Excerpted records:
#####

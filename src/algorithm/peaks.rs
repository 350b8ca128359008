//! Local maxima detection on the smoothed distance map

use crate::spatial::grid::Grid;
use crate::spatial::neighborhood::Neighborhood;
use rayon::prelude::*;

/// Linear indices of all local maxima, ascending
///
/// A voxel is a candidate when it is foreground, has a positive value and is
/// not exceeded by more than `tolerance` by any in-grid voxel of the
/// footprint. Plateaus therefore yield one candidate per voxel; they are
/// collapsed later by plateau trimming.
pub fn find_peaks(
    values: &[f64],
    mask: &[bool],
    grid: &Grid,
    footprint: &Neighborhood,
    tolerance: f64,
) -> Vec<usize> {
    (0..grid.len())
        .into_par_iter()
        .filter(|&index| is_peak(values, mask, grid, footprint, tolerance, index))
        .collect()
}

/// Check a single voxel against its footprint
pub fn is_peak(
    values: &[f64],
    mask: &[bool],
    grid: &Grid,
    footprint: &Neighborhood,
    tolerance: f64,
    index: usize,
) -> bool {
    if !mask.get(index).copied().unwrap_or(false) {
        return false;
    }
    let value = values.get(index).copied().unwrap_or(0.0);
    if value <= 0.0 {
        return false;
    }
    footprint
        .neighbors(grid, index)
        .all(|neighbor| values.get(neighbor).copied().unwrap_or(0.0) <= value + tolerance)
}
//! Tests for boundary face tagging and virtual pores

#[cfg(test)]
mod tests {
    use ndarray::{ArrayD, IxDyn};
    use snowpore::algorithm::boundary::{BoundaryOptions, tag_boundaries};
    use snowpore::algorithm::markers::MarkerSet;
    use snowpore::algorithm::watershed::LabelImage;
    use snowpore::analysis::builder::RegionGraphBuilder;
    use snowpore::analysis::graph::{ConduitLength, PoreKind, PoreNetworkGraph, ThroatKind};
    use snowpore::math::distance::DistanceMap;
    use snowpore::spatial::border::Face;

    /// Two regions split at x = 2 in a 4 x 3 field
    fn split_field() -> (PoreNetworkGraph, LabelImage, DistanceMap) {
        let labels = LabelImage::from_array(ArrayD::from_shape_fn(IxDyn(&[4, 3]), |p| {
            if p[0] < 2 { 1 } else { 2 }
        }));
        let distance = DistanceMap::from_array(ArrayD::from_elem(IxDyn(&[4, 3]), 1.0));
        let grid = labels.grid().clone();
        let seeds: Vec<usize> = [[0, 1], [3, 1]]
            .iter()
            .filter_map(|c| grid.index(c))
            .collect();
        let markers = MarkerSet::from_indices(&seeds, &grid, &[1.0; 12], &distance);
        let graph = RegionGraphBuilder::new(1.0, ConduitLength::default()).build(
            &labels,
            &markers,
            &distance,
            &[],
        );
        (graph, labels, distance)
    }

    // Tests that pores touching a face are flagged with that face
    // Verified by flagging pores against the opposite layer of each face
    #[test]
    fn test_touching_pores_are_flagged_per_face() {
        let (mut graph, labels, distance) = split_field();
        let options = BoundaryOptions {
            faces: vec![Face::Right, Face::Left, Face::Left, Face::Front],
            add_virtual_pores: false,
        };
        let report = tag_boundaries(&mut graph, &labels, &distance, &options);

        assert_eq!(report.touching.get(&Face::Left), Some(&vec![1]));
        assert_eq!(report.touching.get(&Face::Right), Some(&vec![2]));
        assert_eq!(report.touching.get(&Face::Front), Some(&vec![1, 2]));
        assert!(report.virtual_pores.is_empty());

        let left = graph.nodes.get(&1).unwrap_or_else(|| panic!("pore 1 missing"));
        assert!(left.is_boundary);
        assert_eq!(left.boundary_faces, vec![Face::Left, Face::Front]);
        assert_eq!(graph.metadata.boundary_faces, vec![Face::Left, Face::Right, Face::Front]);
        assert_eq!(graph.edge_count(), 1);
    }

    // Tests that faces outside the field's dimensionality leave pores untouched
    // Verified by indexing the third axis on a planar label image
    #[test]
    fn test_faces_beyond_the_field_are_ignored() {
        let (mut graph, labels, distance) = split_field();
        let options = BoundaryOptions {
            faces: vec![Face::Top],
            add_virtual_pores: true,
        };
        let report = tag_boundaries(&mut graph, &labels, &distance, &options);
        assert!(report.touching.is_empty());
        assert!(graph.nodes.values().all(|node| !node.is_boundary));
        assert_eq!(graph.node_count(), 2);
    }

    // Tests that a virtual pore connects to each pore on its face
    // Verified by linking only the first touching pore
    #[test]
    fn test_virtual_pore_links_every_touching_pore() {
        let (mut graph, labels, distance) = split_field();
        let options = BoundaryOptions {
            faces: vec![Face::Front],
            add_virtual_pores: true,
        };
        let report = tag_boundaries(&mut graph, &labels, &distance, &options);

        assert_eq!(report.virtual_pores, vec![3]);
        let pore = graph.nodes.get(&3).unwrap_or_else(|| panic!("virtual pore missing"));
        assert_eq!(pore.kind, PoreKind::Virtual(Face::Front));
        assert_eq!(pore.volume, 0.0);
        assert_eq!(pore.surface_area, 4.0);
        assert_eq!(graph.neighbors(3), vec![1, 2]);

        let edge = graph
            .edges
            .get(&(1, 3))
            .unwrap_or_else(|| panic!("virtual throat missing"));
        assert_eq!(edge.kind, ThroatKind::Virtual(Face::Front));
        assert_eq!(edge.face_count, 2);
        assert_eq!(edge.cross_sectional_area, 2.0);
        // Pore 1 has its centroid at y = 1, the front face at y = 0
        assert_eq!(edge.conduit_length, 1.0);
        assert!(graph.validate().is_empty());
    }

    // Tests that tagging only adds flags, virtual nodes and virtual edges
    // Verified by recomputing pore surface areas inside tag_boundaries
    #[test]
    fn test_tagging_leaves_existing_geometry_untouched() {
        let (mut graph, labels, distance) = split_field();
        let before = graph.clone();
        let options = BoundaryOptions {
            faces: vec![Face::Left, Face::Right, Face::Front, Face::Back],
            add_virtual_pores: true,
        };
        tag_boundaries(&mut graph, &labels, &distance, &options);

        for (label, original) in &before.nodes {
            let tagged = graph
                .nodes
                .get(label)
                .unwrap_or_else(|| panic!("pore {label} dropped"));
            assert!(tagged.is_boundary);
            let mut restored = tagged.clone();
            restored.is_boundary = original.is_boundary;
            restored.boundary_faces.clone_from(&original.boundary_faces);
            assert_eq!(&restored, original);
        }
        for (key, original) in &before.edges {
            assert_eq!(graph.edges.get(key), Some(original));
        }

        let added: Vec<u32> = graph
            .nodes
            .keys()
            .filter(|label| !before.nodes.contains_key(*label))
            .copied()
            .collect();
        assert_eq!(added, vec![3, 4, 5, 6]);
        for label in &added {
            assert!(
                graph
                    .nodes
                    .get(label)
                    .is_some_and(|node| matches!(node.kind, PoreKind::Virtual(_)))
            );
        }
        for (key, edge) in &graph.edges {
            if !before.edges.contains_key(key) {
                assert!(matches!(edge.kind, ThroatKind::Virtual(_)));
            }
        }
        assert!(graph.validate().is_empty());
    }

    // Tests that a face with no touching pore adds no virtual pore
    // Verified by adding virtual pores for every requested face
    #[test]
    fn test_no_virtual_pore_without_contact() {
        let labels = LabelImage::from_array(ArrayD::from_shape_fn(IxDyn(&[4, 3]), |p| {
            u32::from(p[0] == 1 && p[1] == 1)
        }));
        let distance = DistanceMap::from_array(ArrayD::from_elem(IxDyn(&[4, 3]), 1.0));
        let grid = labels.grid().clone();
        let seeds: Vec<usize> = grid.index(&[1, 1]).into_iter().collect();
        let markers = MarkerSet::from_indices(&seeds, &grid, &[1.0; 12], &distance);
        let mut graph =
            RegionGraphBuilder::new(1.0, ConduitLength::default()).build(&labels, &markers, &distance, &[]);

        let options = BoundaryOptions {
            faces: vec![Face::Left],
            add_virtual_pores: true,
        };
        let report = tag_boundaries(&mut graph, &labels, &distance, &options);
        assert_eq!(report.touching.get(&Face::Left), Some(&Vec::new()));
        assert!(report.virtual_pores.is_empty());
        assert_eq!(graph.node_count(), 1);
    }
}
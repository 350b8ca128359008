//! Tests for the network graph, its invariants and its table form

#[cfg(test)]
mod tests {
    use pretty_assertions::assert_eq;
    use snowpore::analysis::graph::{
        ConduitLength, PoreKind, PoreNetworkGraph, PoreNode, ThroatEdge, ThroatKind,
    };
    use snowpore::spatial::border::Face;
    use snowpore::spatial::grid::{BoundingBox, Point};

    /// Box covering rows 0 to 2 of one column
    fn column(x: usize) -> BoundingBox {
        let mut bbox = BoundingBox::from_point(&[x, 0]);
        bbox.include(&[x, 2]);
        bbox
    }

    fn node(label: u32, volume: f64, kind: PoreKind) -> PoreNode {
        PoreNode {
            label,
            centroid: Point::from_slice(&[f64::from(label), 1.0]),
            marker: [label as usize, 1].into_iter().collect(),
            voxel_count: volume as u64,
            volume,
            equivalent_radius: 1.0,
            inscribed_radius: 0.5,
            surface_area: 4.0,
            bounding_box: column(label as usize),
            is_boundary: false,
            boundary_faces: Vec::new(),
            kind,
            isolated: false,
        }
    }

    fn edge(a: u32, b: u32) -> ThroatEdge {
        ThroatEdge {
            pores: (a, b),
            face_count: 2,
            cross_sectional_area: 2.0,
            perimeter: 4.0,
            centroid: Point::from_slice(&[1.5, 1.0]),
            inscribed_radius: 0.5,
            equivalent_diameter: 2.0,
            centroid_distance: 1.0,
            conduit_length: 1.0,
            kind: ThroatKind::Interface,
        }
    }

    fn chain() -> PoreNetworkGraph {
        let mut graph = PoreNetworkGraph::empty(1.0, &[6, 3]);
        for label in 1..=3 {
            graph.nodes.insert(label, node(label, 3.0, PoreKind::Region));
        }
        graph.edges.insert((1, 2), edge(1, 2));
        graph.edges.insert((2, 3), edge(2, 3));
        graph
    }

    // Tests both conduit length rules and the zero floor
    // Verified by returning the raw difference when it is negative
    #[test]
    fn test_conduit_length_rules() {
        assert_eq!(ConduitLength::CentroidToCentroid.measure(5.0, 1.0, 2.0), 5.0);
        assert_eq!(ConduitLength::SurfaceToSurface.measure(5.0, 1.0, 2.0), 2.0);
        assert_eq!(ConduitLength::SurfaceToSurface.measure(2.0, 1.0, 2.0), 0.0);
        assert_eq!(ConduitLength::default(), ConduitLength::CentroidToCentroid);
    }

    // Tests the metadata of a graph with no pores
    // Verified by defaulting the dimensionality to 3
    #[test]
    fn test_empty_graph_metadata() {
        let graph = PoreNetworkGraph::empty(0.5, &[4, 5, 6]);
        assert_eq!(graph.node_count(), 0);
        assert_eq!(graph.edge_count(), 0);
        assert_eq!(graph.max_label(), 0);
        assert_eq!(graph.metadata.ndim, 3);
        assert_eq!(graph.metadata.shape, vec![4, 5, 6]);
        assert!(graph.validate().is_empty());
    }

    // Tests neighbor and edge lookups on a three-pore chain
    // Verified by storing edges under unordered keys
    #[test]
    fn test_queries_on_a_chain() {
        let mut graph = chain();
        graph
            .nodes
            .insert(4, node(4, 0.0, PoreKind::Virtual(Face::Right)));
        graph.edges.insert((3, 4), edge(3, 4));

        assert_eq!(graph.neighbors(2), vec![1, 3]);
        assert_eq!(graph.neighbors(4), vec![3]);
        assert!(graph.neighbors(9).is_empty());
        assert_eq!(graph.max_label(), 4);
        assert_eq!(graph.total_volume(), 9.0);
        assert_eq!(graph.region_nodes().count(), 3);
    }

    // Tests that validate names each broken edge and node invariant
    // Verified by skipping the dangling edge check
    #[test]
    fn test_validate_reports_broken_invariants() {
        let mut graph = chain();
        assert!(graph.validate().is_empty());

        graph.edges.insert((3, 9), edge(3, 9));
        graph.edges.insert((2, 1), edge(2, 1));
        graph.nodes.insert(5, node(6, 1.0, PoreKind::Region));

        let problems = graph.validate();
        assert_eq!(problems.len(), 3);
        assert!(problems.iter().any(|p| p.contains("missing node 9")));
        assert!(problems.iter().any(|p| p.contains("not ordered")));
        assert!(problems.iter().any(|p| p.contains("keyed 5")));
    }

    // Tests that node geometry must agree with its bounding box
    // Verified by dropping the marker containment check from validate
    #[test]
    fn test_validate_checks_node_boxes() {
        let mut graph = chain();
        if let Some(second) = graph.nodes.get_mut(&2) {
            second.marker = [5, 1].into_iter().collect();
        }
        if let Some(third) = graph.nodes.get_mut(&3) {
            third.voxel_count = 4;
        }

        let problems = graph.validate();
        assert_eq!(problems.len(), 2);
        assert!(problems.iter().any(|p| p.contains("node 2 has its marker outside")));
        assert!(problems.iter().any(|p| p.contains("node 3 holds 4 voxels in a box of 3")));
    }

    // Tests that the network table reads back from JSON unchanged
    // Verified by serializing edges without their kind
    #[test]
    fn test_tables_survive_json() {
        let mut graph = chain();
        graph.metadata.boundary_faces = vec![Face::Left];
        if let Some(first) = graph.nodes.get_mut(&1) {
            first.is_boundary = true;
            first.boundary_faces = vec![Face::Left];
        }

        let tables = graph.to_tables();
        assert_eq!(tables.nodes.len(), 3);
        assert_eq!(tables.edges.first().map(|e| (e.source, e.target)), Some((1, 2)));

        let json = serde_json::to_string(&tables).unwrap_or_else(|e| panic!("{e}"));
        assert!(json.contains("\"id\":1"));
        assert!(json.contains("\"boundary_faces\":[\"left\"]"));
        let parsed = serde_json::from_str(&json).unwrap_or_else(|e| panic!("{e}"));
        assert_eq!(PoreNetworkGraph::from_tables(parsed), graph);
    }
}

#####

Task:
Which lines of the records above contain the word "missing"? Copy each of them.

Solution to the problem:
        let left = graph.nodes.get(&1).unwrap_or_else(|| panic!("pore 1 missing"));
        let pore = graph.nodes.get(&3).unwrap_or_else(|| panic!("virtual pore missing"));
            .unwrap_or_else(|| panic!("virtual throat missing"));
        assert!(problems.iter().any(|p| p.contains("missing node 9")));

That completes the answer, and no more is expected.